Biological tissues are held together by the extracellular matrix (ECM), a scaffold of fibre-like macromolecules that can be arranged in different ways, including curvy, isotropic and aligned networks (pictured). These arrangements help to support tissue function — for example, tendons have a highly aligned ECM that transmits tensile forces while avoiding injury — but they can be altered by diseases such as cancer, which can transform isotropic ECM into anisotropic, aligned structures. How exactly the patterns are formed and remodelled has never been fully explained. Now, writing in a pair of papers in Nature Materials and PLOS Computational Biology, Paul Bates, Erik Sahai and co-workers have demonstrated the role of feedback between the matrix and fibroblasts — the cells that deposit and maintain matrix fibres — in generating diverse ECM patterns.

Credit: Adapted from Park, D. et al. Nat. Mater. 10.1038/s41563-019-0504-3 (2019), Springer Nature Limited

Fibroblasts prefer to align along matrix fibres. Furthermore, when fibroblasts are in the presence of the matrix, they can form long-range, ordered patterns. The question is then to what extent the matrix structure drives the cell organization, and to what extent the cell behaviour patterns the matrix. It is difficult to observe in real time how the ECM changes when it interacts with cells, so the team turned to simulations, making use of a modified version of the classic Vicsek model of flocking. In the original Vicsek model, particles move around and interact by aligning with nearby particles. The modified model incorporated cells that could migrate and change each other’s alignment, but added a new ingredient in the form of matrix fibres that both guided and were modified by the cells. Although cells that move independently of the fibres can generate certain matrix structures, the full range of patterns that are seen in vivo can only be generated if the matrix affects the cells. These results agreed with experiments that imaged cells and the ECM after the alignment processes took place.

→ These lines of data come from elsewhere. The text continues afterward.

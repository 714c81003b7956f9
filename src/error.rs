// ⚠️ Error taxonomy for an ingest run
//
// Data faults (MalformedReferenceValue) and storage faults (Storage) are
// absorbed by the parser session: logged, counted, and the run goes on.
// Only Io / Xml / InvalidDocument / Config ever escape to the caller, and a
// run cut short by one of them comes back as Aborted with its partial report.

use thiserror::Error;

use crate::report::IngestReport;

#[derive(Debug, Error)]
pub enum IngestError {
    /// A `tag^value` token without the `^` separator (or an empty value string)
    #[error("malformed reference value {value:?}: {reason}")]
    MalformedReferenceValue { value: String, reason: String },

    #[error("storage error: {0}")]
    Storage(#[from] rusqlite::Error),

    #[error("document tokenizer error: {0}")]
    Xml(#[from] quick_xml::Error),

    #[error("invalid document: {0}")]
    InvalidDocument(String),

    #[error("I/O error: {0}")]
    Io(#[from] std::io::Error),

    #[error("invalid configuration: {0}")]
    Config(String),

    #[error("CSV export error: {0}")]
    Csv(#[from] csv::Error),

    #[error("ingest aborted after {rows} rows: {error}", rows = .report.rows_inserted)]
    Aborted {
        error: Box<IngestError>,
        report: Box<IngestReport>,
    },
}

impl IngestError {
    pub fn malformed(value: &str, reason: impl Into<String>) -> Self {
        IngestError::MalformedReferenceValue {
            value: value.to_string(),
            reason: reason.into(),
        }
    }
}

pub type Result<T> = std::result::Result<T, IngestError>;
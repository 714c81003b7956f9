// 🧩 Record Model - clusters
// A Cluster is one resolved identity group: identifier, creation date,
// cluster-scoped attribute mapping, its References and the link-hint sets.

use chrono::{DateTime, NaiveDate, Utc};
use std::collections::BTreeSet;

use crate::error::Result;
use crate::record::{decode_reference_value, encode_reference_value, IdentityRecord};

/// CDate attribute pattern (yyyy-MM-dd)
pub const CREATION_DATE_FORMAT: &str = "%Y-%m-%d";

/// Parse a CDate attribute value into midnight UTC of that day
pub fn parse_creation_date(token: &str) -> Option<DateTime<Utc>> {
    NaiveDate::parse_from_str(token, CREATION_DATE_FORMAT)
        .ok()
        .and_then(|date| date.and_hms_opt(0, 0, 0))
        .map(|naive| naive.and_utc())
}

// ============================================================================
// ATTRIBUTE MAPPING
// ============================================================================

/// AttributeMap - ordered (name, tag) declarations
///
/// Translates the raw tags used in Reference values into semantic field names.
#[derive(Debug, Clone, Default, PartialEq, Eq)]
pub struct AttributeMap {
    entries: Vec<(String, String)>,
}

impl AttributeMap {
    pub fn new() -> Self {
        Self::default()
    }

    /// Declare (or redeclare) the tag for an attribute name
    pub fn update(&mut self, name: &str, tag: &str) {
        match self.entries.iter_mut().find(|(n, _)| n == name) {
            Some((_, existing)) => *existing = tag.to_string(),
            None => self.entries.push((name.to_string(), tag.to_string())),
        }
    }

    pub fn name_by_tag(&self, tag: &str) -> Option<&str> {
        self.entries
            .iter()
            .find(|(_, t)| t == tag)
            .map(|(name, _)| name.as_str())
    }

    pub fn tag_by_name(&self, name: &str) -> Option<&str> {
        self.entries
            .iter()
            .find(|(n, _)| n == name)
            .map(|(_, tag)| tag.as_str())
    }

    pub fn len(&self) -> usize {
        self.entries.len()
    }

    pub fn is_empty(&self) -> bool {
        self.entries.is_empty()
    }
}

// ============================================================================
// CLUSTER
// ============================================================================

#[derive(Debug)]
pub struct Cluster {
    id: Option<String>,
    creation_date: DateTime<Utc>,
    attributes: AttributeMap,
    references: Vec<Box<dyn IdentityRecord>>,
    positive_links: BTreeSet<String>,
    negative_links: BTreeSet<String>,
    persistent: bool,
}

impl Cluster {
    /// New cluster whose mapping starts from `attributes`
    pub fn new(persistent: bool, attributes: AttributeMap) -> Self {
        Cluster {
            id: None,
            creation_date: Utc::now(),
            attributes,
            references: Vec::new(),
            positive_links: BTreeSet::new(),
            negative_links: BTreeSet::new(),
            persistent,
        }
    }

    pub fn id(&self) -> Option<&str> {
        self.id.as_deref()
    }

    pub fn set_id(&mut self, id: impl Into<String>) {
        self.id = Some(id.into());
    }

    pub fn creation_date(&self) -> DateTime<Utc> {
        self.creation_date
    }

    pub fn set_creation_date(&mut self, date: DateTime<Utc>) {
        self.creation_date = date;
    }

    pub fn is_persistent(&self) -> bool {
        self.persistent
    }

    pub fn update_attribute(&mut self, name: &str, tag: &str) {
        self.attributes.update(name, tag);
    }

    pub fn insert_reference(&mut self, reference: Box<dyn IdentityRecord>) {
        self.references.push(reference);
    }

    pub fn references(&self) -> &[Box<dyn IdentityRecord>] {
        &self.references
    }

    pub fn len(&self) -> usize {
        self.references.len()
    }

    pub fn is_empty(&self) -> bool {
        self.references.is_empty()
    }

    pub fn positive_links(&self) -> &BTreeSet<String> {
        &self.positive_links
    }

    pub fn negative_links(&self) -> &BTreeSet<String> {
        &self.negative_links
    }

    pub fn add_positive_link(&mut self, oid: impl Into<String>) {
        self.positive_links.insert(oid.into());
    }

    pub fn add_negative_link(&mut self, oid: impl Into<String>) {
        self.negative_links.insert(oid.into());
    }

    /// Decode a Reference value into `record`, resolving each tag through
    /// this cluster's mapping.
    ///
    /// Returns the tags that had no mapping; their values are not written.
    /// On a malformed value nothing is written to `record`.
    pub fn fill_reference(
        &self,
        record: &mut dyn IdentityRecord,
        value: &str,
    ) -> Result<Vec<String>> {
        let pairs = decode_reference_value(value)?;
        let mut unknown = Vec::new();

        for (tag, val) in pairs {
            match self.attributes.name_by_tag(tag) {
                Some(name) => record.add(name, val),
                None => unknown.push(tag.to_string()),
            }
        }

        Ok(unknown)
    }

    /// Re-encode a record's fields as `tag^value|...` using this cluster's mapping
    pub fn encode_reference(&self, record: &dyn IdentityRecord) -> String {
        let fields = record.fields();
        encode_reference_value(
            fields
                .into_iter()
                .filter_map(|(name, value)| self.attributes.tag_by_name(name).map(|t| (t, value))),
        )
    }
}

#[cfg(test)]
mod tests {
    use super::*;
    use crate::record::{new_record, RecordType};
    use std::collections::HashSet;

    fn name_mapping() -> AttributeMap {
        let mut map = AttributeMap::new();
        map.update("first", "F1");
        map.update("last", "F2");
        map
    }

    #[test]
    fn test_attribute_map_lookup_both_ways() {
        let mut map = name_mapping();
        assert_eq!(map.name_by_tag("F1"), Some("first"));
        assert_eq!(map.tag_by_name("last"), Some("F2"));
        assert_eq!(map.name_by_tag("F9"), None);

        map.update("first", "FN");
        assert_eq!(map.len(), 2);
        assert_eq!(map.name_by_tag("FN"), Some("first"));
        assert_eq!(map.name_by_tag("F1"), None);
    }

    #[test]
    fn test_fill_reference_resolves_tags() {
        let cluster = Cluster::new(true, name_mapping());
        let mut record = new_record(RecordType::Map);

        let unknown = cluster.fill_reference(record.as_mut(), "F1^A|F2^B").unwrap();

        assert!(unknown.is_empty());
        assert_eq!(record.get("first"), Some("A"));
        assert_eq!(record.get("last"), Some("B"));
    }

    #[test]
    fn test_fill_reference_reports_unknown_tags() {
        let cluster = Cluster::new(true, name_mapping());
        let mut record = new_record(RecordType::Codosa);

        let unknown = cluster
            .fill_reference(record.as_mut(), "F1^A|ZZ^lost")
            .unwrap();

        assert_eq!(unknown, vec!["ZZ".to_string()]);
        assert_eq!(record.len(), 1);
    }

    #[test]
    fn test_fill_reference_malformed_writes_nothing() {
        let cluster = Cluster::new(true, name_mapping());
        let mut record = new_record(RecordType::Map);

        assert!(cluster.fill_reference(record.as_mut(), "F1^A|F2").is_err());
        assert!(record.is_empty());
    }

    #[test]
    fn test_decode_then_encode_reproduces_pairs() {
        for record_type in [RecordType::Map, RecordType::Codosa] {
            let cluster = Cluster::new(true, name_mapping());
            let mut record = new_record(record_type);
            cluster.fill_reference(record.as_mut(), "F2^B|F1^A").unwrap();

            let encoded = cluster.encode_reference(record.as_ref());
            let expected: HashSet<&str> = ["F1^A", "F2^B"].into_iter().collect();
            let actual: HashSet<&str> = encoded.split('|').collect();
            assert_eq!(actual, expected, "{:?}", record_type);
        }
    }

    #[test]
    fn test_parse_creation_date() {
        let date = parse_creation_date("2024-02-29").unwrap();
        assert_eq!(date.to_rfc3339(), "2024-02-29T00:00:00+00:00");
        assert!(parse_creation_date("2024-13-45").is_none());
        assert!(parse_creation_date("02/29/2024").is_none());
    }

    #[test]
    fn test_link_sets_deduplicate() {
        let mut cluster = Cluster::new(true, AttributeMap::new());
        cluster.add_positive_link("X");
        cluster.add_positive_link("X");
        cluster.add_negative_link("Y");

        assert_eq!(cluster.positive_links().len(), 1);
        assert!(cluster.negative_links().contains("Y"));
    }
}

The team then tested how these physical mechanisms were molecularly regulated and identified a transcription factor — a protein that regulates how genes are expressed — that is needed for anisotropic matrices to form. Because an increase in matrix anisotropy can be associated with disease, drugs that prevent the matrix from becoming anisotropic may be beneficial. To identify candidates, the team cross-referenced their own data against publicly available datasets on how drugs affect gene expression. Six promising classes of compounds were identified, five of which had effects on ECM organization when tested.